Add a buffer to the module.

This is typically used to register a buffer that should not to be considered a model parameter. For example, BatchNorm’s running_mean is not a parameter, but is part of the module’s state. Buffers, by default, are persistent and will be saved alongside parameters. This behavior can be changed by setting persistent to False. The only difference between a persistent buffer and a non-persistent buffer is that the latter will not be a part of this module’s state_dict.

Buffers can be accessed as attributes using given names.

Parameters:
  • name (str) – name of the buffer. The buffer can be accessed from this module using the given name

  • tensor (Tensor or None) – buffer to be registered. If None, then operations that run on buffers, such as cuda, are ignored. If None, the buffer is not included in the module’s state_dict.

  • persistent (bool) – whether the buffer is part of this module’s state_dict.

Example:

>>> # xdoctest: +SKIP("undefined vars")
>>> self.register_buffer('running_mean', torch.zeros(num_features))
register_forward_hook(hook: Union[Callable[[T, Tuple[Any, ...], Any], Optional[Any]], Callable[[T, Tuple[Any, ...], Dict[str, Any], Any], Optional[Any]]], *, prepend: bool = False, with_kwargs: bool = False, always_call: bool = False) RemovableHandle

Register a forward hook on the module.

The hook will be called every time after forward() has computed an output.

If with_kwargs is False or not specified, the input contains only the positional arguments given to the module. Keyword arguments won’t be passed to the hooks and only to the forward. The hook can modify the output. It can modify the input inplace but it will not have effect on forward since this is called after forward() is called. The hook should have the following signature:

hook(module, args, output) -> None or modified output

If with_kwargs is True, the forward hook will be passed the kwargs given to the forward function and be expected to return the output possibly modified. The hook should have the following signature:

hook(module, args, kwargs, output) -> None or modified output
Parameters:
  • hook (Callable) – The user defined hook to be registered.

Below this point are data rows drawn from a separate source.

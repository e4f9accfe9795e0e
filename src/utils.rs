pub trait NonBlankExtension<'a> {
    /// Trimmed value, or `None` when missing or blank.
    fn non_blank(self) -> Option<&'a str>;
}

impl <'a> NonBlankExtension<'a> for Option<&'a str> {
    fn non_blank(self) -> Option<&'a str> {
        self.map(str::trim).filter(|s| !s.is_empty())
    }
}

  • prepend (bool) – If True, the provided hook will be fired before all existing forward hooks on this torch.nn.modules.Module. Otherwise, the provided hook will be fired after all existing forward hooks on this torch.nn.modules.Module. Note that global forward hooks registered with register_module_forward_hook() will fire before all hooks registered by this method. Default: False

  • with_kwargs (bool) – If True, the hook will be passed the kwargs given to the forward function. Default: False

  • always_call (bool) – If True the hook will be run regardless of whether an exception is raised while calling the Module. Default: False

Returns:

a handle that can be used to remove the added hook by calling handle.remove()

Return type:

torch.utils.hooks.RemovableHandle

register_forward_pre_hook(hook: Union[Callable[[T, Tuple[Any, ...]], Optional[Any]], Callable[[T, Tuple[Any, ...], Dict[str, Any]], Optional[Tuple[Any, Dict[str, Any]]]]], *, prepend: bool = False, with_kwargs: bool = False) RemovableHandle

Register a forward pre-hook on the module.

The hook will be called every time before forward() is invoked.

If with_kwargs is false or not specified, the input contains only the positional arguments given to the module. Keyword arguments won’t be passed to the hooks and only to the forward. The hook can modify the input. User can either return a tuple or a single modified value in the hook. We will wrap the value into a tuple if a single value is returned (unless that value is already a tuple). The hook should have the following signature:

hook(module, args) -> None or modified input

If with_kwargs is true, the forward pre-hook will be passed the kwargs given to the forward function. And if the hook modifies the input, both the args and kwargs should be returned. The hook should have the following signature:

hook(module, args, kwargs) -> None or a tuple of modified input and kwargs
Parameters:
  • hook (Callable) – The user defined hook to be registered.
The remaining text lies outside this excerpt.